AMD e Intel quedan aún más expuestas. Tanto la MI400 como la Gaudi 3 venden el argumento de mejor costo-beneficio en inferencia. Este discurso se encoge frente a una OpenAI capaz de diseñar su propio ASIC en una ventana de nueve meses y recortar el TCO a la mitad sin subcontratar el diseño de la arquitectura.
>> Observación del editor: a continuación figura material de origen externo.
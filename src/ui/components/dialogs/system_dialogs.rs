use super::common::create_dialog_block;
use crate::constants::{DIALOG_TITLE_HELP, DIALOG_TITLE_LOGS};
use crate::ui::layout::LayoutManager;
use ratatui::{
    layout::{Alignment, Rect},
    style::{Color, Style},
    widgets::{Clear, Paragraph, Scrollbar, ScrollbarOrientation, ScrollbarState, Wrap},
    Frame,
};

/// Key reference shown by the help dialog
pub const HELP_TEXT: &str = "\
GLOBAL
  1 / 2 / 3      Home / Subjects / Profile tab
  Left / Right   Previous / next tab (top-level views)
  Esc            Back
  ?              This help
  G              Logs
  q, Ctrl+C      Quit

LISTS
  Up / Down      Move selection (also k / j)
  Enter          Open
  a              Add

DETAILS
  e              Edit
  g              Record grade (assignments)
  t              Record attendance (classes)
  m              Mark as submitted (other events)

FORMS
  Tab / Down     Next field
  Shift+Tab / Up Previous field
  Left / Right   Change subject (event form)
  Enter          Save
  Ctrl+D         Delete (edit mode)

PROFILE
  p              Change password
  l              Log out";

pub fn render_error_dialog(
    f: &mut Frame,
    area: Rect,
    message: &str,
    scroll_offset: usize,
    scrollbar_state: &mut ScrollbarState,
) {
    let dialog_area = LayoutManager::centered_rect_lines(70, 10, area);
    render_message_dialog(
        f,
        dialog_area,
        "Error",
        Color::Red,
        message,
        "Press any key to continue",
        scroll_offset,
        scrollbar_state,
    );
}

pub fn render_info_dialog(
    f: &mut Frame,
    area: Rect,
    message: &str,
    scroll_offset: usize,
    scrollbar_state: &mut ScrollbarState,
) {
    let dialog_area = LayoutManager::centered_rect_lines(60, 8, area);
    render_message_dialog(
        f,
        dialog_area,
        "Info",
        Color::Blue,
        message,
        "Press any key to continue",
        scroll_offset,
        scrollbar_state,
    );
}

pub fn render_help_dialog(f: &mut Frame, area: Rect, scroll_offset: usize, scrollbar_state: &mut ScrollbarState) {
    let dialog_area = LayoutManager::centered_rect(80, 80, area);
    render_message_dialog(
        f,
        dialog_area,
        DIALOG_TITLE_HELP,
        Color::Yellow,
        HELP_TEXT,
        "j/k to scroll",
        scroll_offset,
        scrollbar_state,
    );
}

pub fn render_logs_dialog(
    f: &mut Frame,
    area: Rect,
    logs: &[String],
    scroll_offset: usize,
    scrollbar_state: &mut ScrollbarState,
) {
    let dialog_area = LayoutManager::centered_rect(90, 80, area);
    let content = if logs.is_empty() {
        "No log entries yet".to_string()
    } else {
        logs.join("\n")
    };
    render_message_dialog(
        f,
        dialog_area,
        DIALOG_TITLE_LOGS,
        Color::Magenta,
        &content,
        "j/k to scroll",
        scroll_offset,
        scrollbar_state,
    );
}

/// Bordered, scrollable text dialog with an instruction line at the bottom
#[allow(clippy::too_many_arguments)]
fn render_message_dialog(
    f: &mut Frame,
    dialog_area: Rect,
    title: &str,
    color: Color,
    message: &str,
    instructions: &str,
    scroll_offset: usize,
    scrollbar_state: &mut ScrollbarState,
) {
    f.render_widget(Clear, dialog_area);
    let block = create_dialog_block(title, color);

    let content_area = Rect::new(
        dialog_area.x + 1,
        dialog_area.y + 1,
        dialog_area.width.saturating_sub(2),
        dialog_area.height.saturating_sub(4),
    );

    let instructions_area = Rect::new(
        dialog_area.x + 1,
        dialog_area.y + dialog_area.height.saturating_sub(2),
        dialog_area.width.saturating_sub(2),
        1,
    );

    let lines: Vec<&str> = message.lines().collect();
    let total_lines = lines.len();
    let visible_height = content_area.height as usize;
    let overflowing = total_lines > visible_height;

    let message_text = if overflowing {
        let max_scroll = total_lines.saturating_sub(visible_height);
        let clamped_offset = scroll_offset.min(max_scroll);

        *scrollbar_state = scrollbar_state
            .content_length(total_lines)
            .viewport_content_length(visible_height)
            .position(clamped_offset);

        lines
            .iter()
            .skip(clamped_offset)
            .take(visible_height)
            .copied()
            .collect::<Vec<_>>()
            .join("\n")
    } else {
        message.to_string()
    };

    let message_paragraph = Paragraph::new(message_text)
        .style(Style::default().fg(Color::White))
        .alignment(Alignment::Left)
        .wrap(Wrap { trim: false });

    let instructions_paragraph = Paragraph::new(instructions.to_string())
        .style(Style::default().fg(Color::Gray))
        .alignment(Alignment::Center);

    f.render_widget(block, dialog_area);
    f.render_widget(message_paragraph, content_area);
    f.render_widget(instructions_paragraph, instructions_area);

    if overflowing {
        let scrollbar = Scrollbar::new(ScrollbarOrientation::VerticalRight)
            .begin_symbol(Some("↑"))
            .end_symbol(Some("↓"))
            .track_symbol(Some("│"))
            .thumb_symbol("▐")
            .style(Style::default().fg(Color::Gray))
            .thumb_style(Style::default().fg(Color::White));

        f.render_stateful_widget(scrollbar, content_area, scrollbar_state);
    }
}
Lectura global: dos mercados donde el efecto llega rápido


En el Reino Unido, OpenAI mantiene el segundo mayor contingente de ingeniería de la empresa fuera de los Estados Unidos, con una oficina en Londres dedicada, entre otras cosas, a aplicaciones empresariales. Bancos como Barclays y HSBC, que ya han contratado capacidad dedicada de inferencia ChatGPT Enterprise para flujos internos, deben ver el Jalapeño llegar como una reducción de precio por token en los planes corporativos antes de alcanzar a cualquier cliente final. En Singapur, hub regional donde OpenAI procesa demanda del Sudeste Asiático, el mismo movimiento cambia la viabilidad económica de suscripciones pagas por parte de gobiernos y bancos centrales que rechazaron la fijación de precios de 2025.


Brasil siente en segunda orden, vía repercusión. Itaú, Bradesco, Stone y operaciones de IA de Cosan realizan inferencia sobre OpenAI dentro de pipelines de BPO y atención; la mitad del costo por token es la mitad de una curva de costo que venía siendo el principal argumento de los CTO locales para desacelerar contratos.


La decisión de producto no anunciada este miércoles vale el anuncio entero: OpenAI dejó de ser cliente exclusivo de sus proveedores de chips y comenzó a ser también competidora de ellos en parte de la pila.